Hahn in case [I.D. 101]
(larger illustration below text)

Trademark used by Hahn firm on large movements - c. 1911

T. Hahn small clock movement and 12 embossing tumblers [I.D. 103]

This was the first clock in this country that registered station visits by embossing the station indicia on the dial rather than by simply pricking a hole in it.  Each of the station keys presses a particular tumbler against the paper chart.  By a distinctive type element on the tumbler, the action presses the paper into a forming die of corresponding number or letter and so makes an embossed mark that identifies the station at which the registration was made.

Mr. Hahn was thoroughly familiar with clocks in which tumblers or bendable spring elements carried pins which marked the chart by putting a hole in it. The dials for such clocks are printed with annular rings numbered to identify the station at which a registration was made.   Mr. Hahn's embossing system did away with the need for the printed annular rings in which the pin prick appears.  Somewhere in the 1870s, perhaps as result of the devastating decision by the U.S. Supreme Court in favor of J. E. Buerk, Meyer seems to have withdrawn from the U. S. market in favor of his friend, Theodor Hahn (See ID. 154) .  Thus in this country we see many clocks that emboss and don't require annular rings, but none (by Meyer) that pricks the dial and does require the annular rings.

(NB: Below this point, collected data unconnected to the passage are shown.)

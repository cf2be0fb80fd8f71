//! The agent turn loop.
//!
//! One [`Agent::run_turn`] call takes a user message, lets the model call
//! tools for up to [`MAX_TOOL_STEPS`] rounds, and returns the final reply
//! plus a report of every action taken. Conversation history persists across
//! turns on the agent itself.

use std::future::Future;
use std::time::Instant;

use serde_json::Value;
use tracing::{debug, info, warn};

use dfsmate_types::error::AgentError;
use dfsmate_types::llm::{ChatMessage, ChatRequest, ToolCall};
use dfsmate_types::tool::{risk_for, RiskTier, ToolOutcome};

use crate::audit::AuditSink;
use crate::exec::CommandRunner;
use crate::llm::ChatProvider;
use crate::tool::{tool_specs, Toolbox};

use super::prompts::SYSTEM_PROMPT;

/// Max model round-trips with tool calls per user turn.
pub const MAX_TOOL_STEPS: usize = 10;

/// Sampling temperature for administrative work.
const TEMPERATURE: f32 = 0.2;

/// Operator-side review of a tool call before it executes.
///
/// The gate may rewrite the arguments (the CLI gate resets model-supplied
/// `confirm`/`overwrite` flags and sets them only after the operator
/// approves) or deny the call outright.
pub trait ToolGate: Send + Sync {
    fn review(
        &self,
        tool: &str,
        risk: RiskTier,
        args: Value,
    ) -> impl Future<Output = GateDecision> + Send;
}

/// Outcome of a gate review.
#[derive(Debug, Clone, PartialEq)]
pub enum GateDecision {
    /// Execute with these (possibly rewritten) arguments.
    Approved(Value),
    /// Do not execute; the reason goes back to the model as a failure.
    Denied(String),
}

/// Gate that passes every call through untouched. Used by the MCP server,
/// where the connected client is the confirmation authority.
pub struct AllowAll;

impl ToolGate for AllowAll {
    async fn review(&self, _tool: &str, _risk: RiskTier, args: Value) -> GateDecision {
        GateDecision::Approved(args)
    }
}

/// One executed (or denied) tool call within a turn.
#[derive(Debug, Clone)]
pub struct ActionEntry {
    pub tool: String,
    pub args: Value,
    pub ok: bool,
    pub error: Option<String>,
    pub elapsed_ms: u64,
}

/// What happened during one user turn.
#[derive(Debug, Clone, Default)]
pub struct TurnReport {
    /// The model's final text reply; `None` when the step budget ran out
    /// before the model produced one.
    pub reply: Option<String>,
    pub actions: Vec<ActionEntry>,
    pub step_limited: bool,
}

/// A stateful chat agent over the HDFS tool surface.
pub struct Agent<P, R, S, G> {
    provider: P,
    toolbox: Toolbox<R, S>,
    gate: G,
    model: String,
    history: Vec<ChatMessage>,
}

impl<P, R, S, G> Agent<P, R, S, G>
where
    P: ChatProvider,
    R: CommandRunner,
    S: AuditSink,
    G: ToolGate,
{
    pub fn new(provider: P, toolbox: Toolbox<R, S>, gate: G, model: impl Into<String>) -> Self {
        Self {
            provider,
            toolbox,
            gate,
            model: model.into(),
            history: vec![ChatMessage::system(SYSTEM_PROMPT)],
        }
    }

    /// Run one user turn to completion.
    pub async fn run_turn(&mut self, input: &str) -> Result<TurnReport, AgentError> {
        self.history.push(ChatMessage::user(input));
        let mut report = TurnReport::default();

        for step in 0..MAX_TOOL_STEPS {
            let request = ChatRequest {
                model: self.model.clone(),
                messages: self.history.clone(),
                tools: tool_specs(),
                temperature: Some(TEMPERATURE),
            };
            let response = self.provider.complete(request).await?;

            if !response.wants_tools() {
                self.history.push(ChatMessage::assistant(response.content.clone()));
                report.reply = Some(response.content);
                return Ok(report);
            }

            debug!(step, calls = response.tool_calls.len(), "model requested tools");
            self.history.push(ChatMessage::assistant_with_tool_calls(
                response.content.clone(),
                response.tool_calls.clone(),
            ));
            for call in &response.tool_calls {
                let (outcome, entry) = self.execute_call(call).await;
                let payload = serde_json::to_string(&outcome)
                    .unwrap_or_else(|_| r#"{"ok":false,"error":"unserializable tool result"}"#.to_string());
                self.history.push(ChatMessage::tool(call.id.clone(), payload));
                report.actions.push(entry);
            }
        }

        warn!(max_steps = MAX_TOOL_STEPS, "turn hit the tool step budget");
        report.step_limited = true;
        Ok(report)
    }

    async fn execute_call(&self, call: &ToolCall) -> (ToolOutcome, ActionEntry) {
        // Malformed argument JSON from the model degrades to {}.
        let args: Value = serde_json::from_str(&call.arguments)
            .unwrap_or_else(|_| Value::Object(Default::default()));
        let risk = risk_for(&call.name);

        let started = Instant::now();
        let outcome = match self.gate.review(&call.name, risk, args.clone()).await {
            GateDecision::Approved(reviewed) => self.toolbox.dispatch(&call.name, reviewed).await,
            GateDecision::Denied(reason) => {
                info!(tool = %call.name, "operator denied tool call");
                ToolOutcome::failure(reason)
            }
        };
        let entry = ActionEntry {
            tool: call.name.clone(),
            args,
            ok: outcome.is_ok(),
            error: outcome.error.clone(),
            elapsed_ms: started.elapsed().as_millis() as u64,
        };
        (outcome, entry)
    }

    pub fn history(&self) -> &[ChatMessage] {
        &self.history
    }
}

#[cfg(test)]
mod tests {
    use std::collections::VecDeque;
    use std::sync::Mutex;

    use serde_json::json;

    use dfsmate_types::llm::{ChatError, ChatResponse};

    use crate::tool::testing::{MemorySink, ScriptedRunner};

    use super::*;

    /// Provider that replays scripted responses.
    struct ScriptedProvider {
        responses: Mutex<VecDeque<ChatResponse>>,
        pub requests_seen: Mutex<usize>,
    }

    impl ScriptedProvider {
        fn new(responses: Vec<ChatResponse>) -> Self {
            Self {
                responses: Mutex::new(responses.into()),
                requests_seen: Mutex::new(0),
            }
        }

        fn text(content: &str) -> ChatResponse {
            ChatResponse {
                id: "r".to_string(),
                model: "openai/gpt-4o-mini".to_string(),
                content: content.to_string(),
                tool_calls: Vec::new(),
            }
        }

        fn tool_call(name: &str, arguments: &str) -> ChatResponse {
            ChatResponse {
                id: "r".to_string(),
                model: "openai/gpt-4o-mini".to_string(),
                content: String::new(),
                tool_calls: vec![ToolCall {
                    id: "call_1".to_string(),
                    name: name.to_string(),
                    arguments: arguments.to_string(),
                }],
            }
        }
    }

    impl ChatProvider for ScriptedProvider {
        fn name(&self) -> &str {
            "scripted"
        }

        async fn complete(&self, _request: ChatRequest) -> Result<ChatResponse, ChatError> {
            *self.requests_seen.lock().unwrap() += 1;
            self.responses
                .lock()
                .unwrap()
                .pop_front()
                .ok_or(ChatError::EmptyResponse)
        }
    }

    /// Gate that denies every risky call.
    struct DenyRisky;

    impl ToolGate for DenyRisky {
        async fn review(&self, _tool: &str, risk: RiskTier, args: Value) -> GateDecision {
            match risk {
                RiskTier::Safe => GateDecision::Approved(args),
                _ => GateDecision::Denied("User denied confirmation".to_string()),
            }
        }
    }

    fn agent<G: ToolGate>(
        responses: Vec<ChatResponse>,
        exec_results: Vec<Result<crate::exec::ExecOutput, dfsmate_types::error::ExecError>>,
        gate: G,
    ) -> Agent<ScriptedProvider, ScriptedRunner, MemorySink, G> {
        Agent::new(
            ScriptedProvider::new(responses),
            Toolbox::new(ScriptedRunner::new(exec_results), MemorySink::default(), true),
            gate,
            "openai/gpt-4o-mini",
        )
    }

    #[tokio::test]
    async fn test_plain_reply_no_tools() {
        let mut agent = agent(vec![ScriptedProvider::text("hello")], vec![], AllowAll);
        let report = agent.run_turn("hi").await.unwrap();
        assert_eq!(report.reply.as_deref(), Some("hello"));
        assert!(report.actions.is_empty());
        assert!(!report.step_limited);
    }

    #[tokio::test]
    async fn test_tool_round_trip() {
        let mut agent = agent(
            vec![
                ScriptedProvider::tool_call("list", r#"{"path":"/data"}"#),
                ScriptedProvider::text("the directory is empty"),
            ],
            vec![ScriptedRunner::ok("Found 0 items\n")],
            AllowAll,
        );
        let report = agent.run_turn("what's in /data?").await.unwrap();
        assert_eq!(report.reply.as_deref(), Some("the directory is empty"));
        assert_eq!(report.actions.len(), 1);
        assert_eq!(report.actions[0].tool, "list");
        assert!(report.actions[0].ok);

        // History carries the tool result back to the model.
        let history = agent.history();
        let tool_msg = history
            .iter()
            .find(|m| m.tool_call_id.is_some())
            .expect("tool message in history");
        assert!(tool_msg.content.contains(r#""ok":true"#));
    }

    #[tokio::test]
    async fn test_malformed_arguments_degrade_to_empty_object() {
        let mut agent = agent(
            vec![
                ScriptedProvider::tool_call("list", "{not json"),
                ScriptedProvider::text("done"),
            ],
            // ListRequest defaults apply: path "/".
            vec![ScriptedRunner::ok("Found 0 items\n")],
            AllowAll,
        );
        let report = agent.run_turn("list").await.unwrap();
        assert!(report.actions[0].ok);
        assert_eq!(report.actions[0].args, json!({}));
    }

    #[tokio::test]
    async fn test_denied_call_feeds_failure_to_model() {
        let mut agent = agent(
            vec![
                ScriptedProvider::tool_call("chmod", r#"{"path":"/","mode":"777","confirm":true}"#),
                ScriptedProvider::text("the operator declined"),
            ],
            vec![],
            DenyRisky,
        );
        let report = agent.run_turn("chmod 777 /").await.unwrap();
        assert_eq!(report.actions.len(), 1);
        assert!(!report.actions[0].ok);
        assert_eq!(
            report.actions[0].error.as_deref(),
            Some("User denied confirmation")
        );
        assert_eq!(report.reply.as_deref(), Some("the operator declined"));
    }

    #[tokio::test]
    async fn test_step_budget_caps_the_loop() {
        let responses: Vec<ChatResponse> = (0..MAX_TOOL_STEPS + 5)
            .map(|_| ScriptedProvider::tool_call("stat", r#"{"path":"/"}"#))
            .collect();
        let exec_results = (0..MAX_TOOL_STEPS)
            .map(|_| ScriptedRunner::ok("/|0|0|3|hdfs|supergroup|2026-01-01 00:00:00|directory"))
            .collect();
        let mut agent = agent(responses, exec_results, AllowAll);
        let report = agent.run_turn("loop forever").await.unwrap();
        assert!(report.step_limited);
        assert!(report.reply.is_none());
        assert_eq!(report.actions.len(), MAX_TOOL_STEPS);
        assert_eq!(*agent.provider.requests_seen.lock().unwrap(), MAX_TOOL_STEPS);
    }

    #[tokio::test]
    async fn test_provider_error_propagates() {
        let mut agent = agent(vec![], vec![], AllowAll);
        let err = agent.run_turn("hi").await.unwrap_err();
        assert!(matches!(err, AgentError::Chat(ChatError::EmptyResponse)));
    }
}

A complicating factor in any process of identification is that, while each of the men were alive, their movements and clocks, at least those which reached this country, were never marked with a trademark or other evidence of source.  Later, when Reinhard Vogelmann was in possession of both businesses, some Hahn products other than these small movements came to bear an emblem of a rooster and the initials T.H.  Advertising for the Meyer workshop after his death in 1885, and at least one movement known in a Newman 1902, bore acknowledgement that the firm was a successor ("Nachf.") to Anton Meyer.  Luckily for identification, we have the detailed importation records, by clock number, of dozens and dozens of "Watches" from "T. Hahn" received by the Nanz firm in New York in the period roughly 1893 to 1914.   By comparing clocks in the collection with those in the imported group, we can establish without doubt which clocks were by Hahn.  From the combined record we can see that over this period, except for escapement details and ratchet wheel embellishments, the shape, size, and configuration of the movements remained almost invariant.

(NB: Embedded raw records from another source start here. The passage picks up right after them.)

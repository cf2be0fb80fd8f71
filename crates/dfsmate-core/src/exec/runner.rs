//! The command-execution seam.
//!
//! Tool handlers talk to a [`CommandRunner`]; the production implementation
//! (`dfsmate-infra`) runs `docker exec` into the namenode container with a
//! per-attempt timeout and retries. Tests swap in scripted runners.

use std::future::Future;
use std::time::Duration;

use dfsmate_types::error::ExecError;

/// Result of one finished command, regardless of exit status.
///
/// A non-zero exit is a normal domain outcome (the tool layer turns it into
/// a failure envelope); only spawn failures, timeouts, and retry exhaustion
/// surface as [`ExecError`].
#[derive(Debug, Clone, PartialEq, Eq)]
pub struct ExecOutput {
    /// Process exit code, `-1` when the platform reports none.
    pub exit_code: i32,
    pub stdout: String,
    pub stderr: String,
    /// The full argv that ran, for the audit trail.
    pub command: Vec<String>,
}

impl ExecOutput {
    pub fn success(&self) -> bool {
        self.exit_code == 0
    }
}

/// Executes an argv and returns its captured output.
pub trait CommandRunner: Send + Sync {
    fn run(
        &self,
        argv: Vec<String>,
    ) -> impl Future<Output = Result<ExecOutput, ExecError>> + Send;
}

/// Exponential backoff before retry `attempt` (0-based): 500ms doubling.
pub fn backoff_delay(attempt: u32) -> Duration {
    Duration::from_millis(500u64.saturating_mul(1u64 << attempt.min(20)))
}
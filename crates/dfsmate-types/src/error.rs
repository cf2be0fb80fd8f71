use thiserror::Error;

/// Errors from the command-execution boundary.
#[derive(Debug, Error)]
pub enum ExecError {
    #[error("forbidden hdfs dfs subcommand: '{0}'")]
    ForbiddenSubcommand(String),

    #[error("empty command")]
    EmptyCommand,

    #[error("failed to spawn '{program}': {message}")]
    Spawn { program: String, message: String },

    #[error("'{command}' timed out after {timeout_secs}s")]
    Timeout { command: String, timeout_secs: u64 },

    #[error("command failed after {attempts} attempts: {command}: {last_error}")]
    Exhausted {
        command: String,
        attempts: u32,
        last_error: String,
    },
}

/// Errors from the audit sink.
#[derive(Debug, Error)]
pub enum AuditError {
    #[error("audit I/O error: {0}")]
    Io(#[from] std::io::Error),

    #[error("audit serialization error: {0}")]
    Serialize(#[from] serde_json::Error),
}

/// Errors from the agent loop.
#[derive(Debug, Error)]
pub enum AgentError {
    #[error(transparent)]
    Chat(#[from] crate::llm::ChatError),
}

/// Errors from configuration loading and validation.
#[derive(Debug, Error)]
pub enum ConfigError {
    #[error("OPENROUTER_API_KEY is not set (env or [agent].api_key in config.toml)")]
    MissingApiKey,

    #[error("OPENROUTER_API_KEY must start with 'sk-'")]
    InvalidApiKey,

    #[error("OPENROUTER_MODEL is not set (env or [agent].model in config.toml)")]
    MissingModel,

    #[error("OPENROUTER_MODEL must look like 'provider/model', got '{0}'")]
    InvalidModel(String),
}

#[cfg(test)]
mod tests {
    use super::*;

    #[test]
    fn test_exec_error_display() {
        let err = ExecError::Timeout {
            command: "hdfs dfs -ls /".to_string(),
            timeout_secs: 20,
        };
        assert!(err.to_string().contains("20s"));
        assert!(err.to_string().contains("hdfs dfs -ls /"));
    }

    #[test]
    fn test_exhausted_error_display() {
        let err = ExecError::Exhausted {
            command: "docker exec namenode hdfs dfs -ls /".to_string(),
            attempts: 3,
            last_error: "timed out".to_string(),
        };
        let msg = err.to_string();
        assert!(msg.contains("3 attempts"));
        assert!(msg.contains("timed out"));
    }

    #[test]
    fn test_config_error_display() {
        let err = ConfigError::InvalidModel("gpt4o".to_string());
        assert!(err.to_string().contains("provider/model"));
        assert!(err.to_string().contains("gpt4o"));
    }
}
//! Audit viewer: `dfsmate audit --tail N`.

use comfy_table::{presets::UTF8_FULL_CONDENSED, Cell, Color, Table};
use console::style;

use crate::state::AppState;

pub async fn show_audit(state: &AppState, limit: usize, json: bool) -> anyhow::Result<()> {
    let sink = state.audit_sink().await?;
    let records = sink.tail(limit).await?;

    if json {
        for record in &records {
            println!("{}", serde_json::to_string(record)?);
        }
        return Ok(());
    }

    if records.is_empty() {
        println!(
            "\n  {} No audit records yet ({})\n",
            style("i").cyan().bold(),
            style(sink.path().display()).dim()
        );
        return Ok(());
    }

    let mut table = Table::new();
    table.load_preset(UTF8_FULL_CONDENSED);
    table.set_header(vec!["time", "tool", "risk", "ok", "exit", "command"]);
    for record in &records {
        let risk = record
            .risk
            .map(|r| r.to_string())
            .unwrap_or_else(|| "-".to_string());
        let ok_cell = if record.ok {
            Cell::new("yes").fg(Color::Green)
        } else {
            Cell::new("no").fg(Color::Red)
        };
        table.add_row(vec![
            Cell::new(&record.ts),
            Cell::new(&record.tool),
            Cell::new(risk),
            ok_cell,
            Cell::new(record.exit_code),
            Cell::new(record.command.join(" ")),
        ]);
    }
    println!("{table}");
    println!(
        "  {}",
        style(format!("{} record(s) from {}", records.len(), sink.path().display())).dim()
    );
    Ok(())
}
//! dfsmate CLI and MCP server entry point.
//!
//! Binary name: `dfsmate`
//!
//! Parses CLI arguments, loads configuration, then dispatches to the MCP
//! stdio server, the chat REPL, direct tool invocation, or the audit viewer.

mod cli;
mod mcp;
mod state;

use clap::Parser;

use cli::{Cli, Commands};
use state::AppState;

#[tokio::main]
async fn main() -> anyhow::Result<()> {
    let cli = Cli::parse();

    // Set up tracing based on verbosity. Logs go to stderr; stdout belongs
    // to the MCP wire protocol when serving.
    let filter = match cli.verbose {
        0 if cli.quiet => "error",
        0 => "warn",
        1 => "info,dfsmate=debug",
        _ => "trace",
    };
    if let Err(err) = dfsmate_observe::tracing_setup::init_tracing(filter, cli.otel) {
        eprintln!("Warning: failed to initialize tracing: {err}");
    }

    let state = AppState::init();

    let result = match cli.command {
        Commands::Serve => mcp::serve(&state).await,
        Commands::Chat => cli::chat::run_chat(&state).await,
        Commands::Tool { name, args, yes } => {
            cli::tool::run_tool(&state, &name, args.as_deref(), yes, cli.json).await
        }
        Commands::Audit { tail } => cli::audit::show_audit(&state, tail, cli.json).await,
    };

    dfsmate_observe::tracing_setup::shutdown_tracing();
    result
}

The movement pictured here (from clock No. 26,931 of 1912) is outwardly indistinguishable from almost all the "Hahn" clock movements in the Detex Watchclock Collection.  They range from an  "Imhauser" clock numbered 4,423 (c. 1879), to a "Hahn" single station unit numbered 28,206 that was imported by Nanz Clock Company in 1914.   

The patent listed above covers a spring-loading feature in the dial carrier that prevents the station key being able to hold the dial and perhaps stop the movement.   This never became a standard feature in clocks Mr. Hahn made for Mr. Nanz.  In all probability clock No. 10,017 was sent to Mr. Nanz as a sample and has been in the nascent Detex Watchclock Collection ever since 1891.

Hahn's clock is the direct predecessor of the "Chicago" that was made by the Hahn firm for the Chicago Watchman's Clock Works from about 1911 to 1914.  This is a much heavier class of movement, competing with the Newman, and here the rooster emblem begins to appear.  Even earlier, Hahn's was inspiration for the Standard made by Schlenker-Grusen and marketed by E. O. Hausburg, New York, from about 1905 until the War, and for the Standard made by Württembergische Uhrenfabrik Schwenningen and sparsely marketed in this country after WWI.  Although all these clocks show apparent sophistication by embossing the chart rather than pricking it, they all suffered a degree of weakness in that it was not difficult to counterfeit simple keys to depress the tumblers.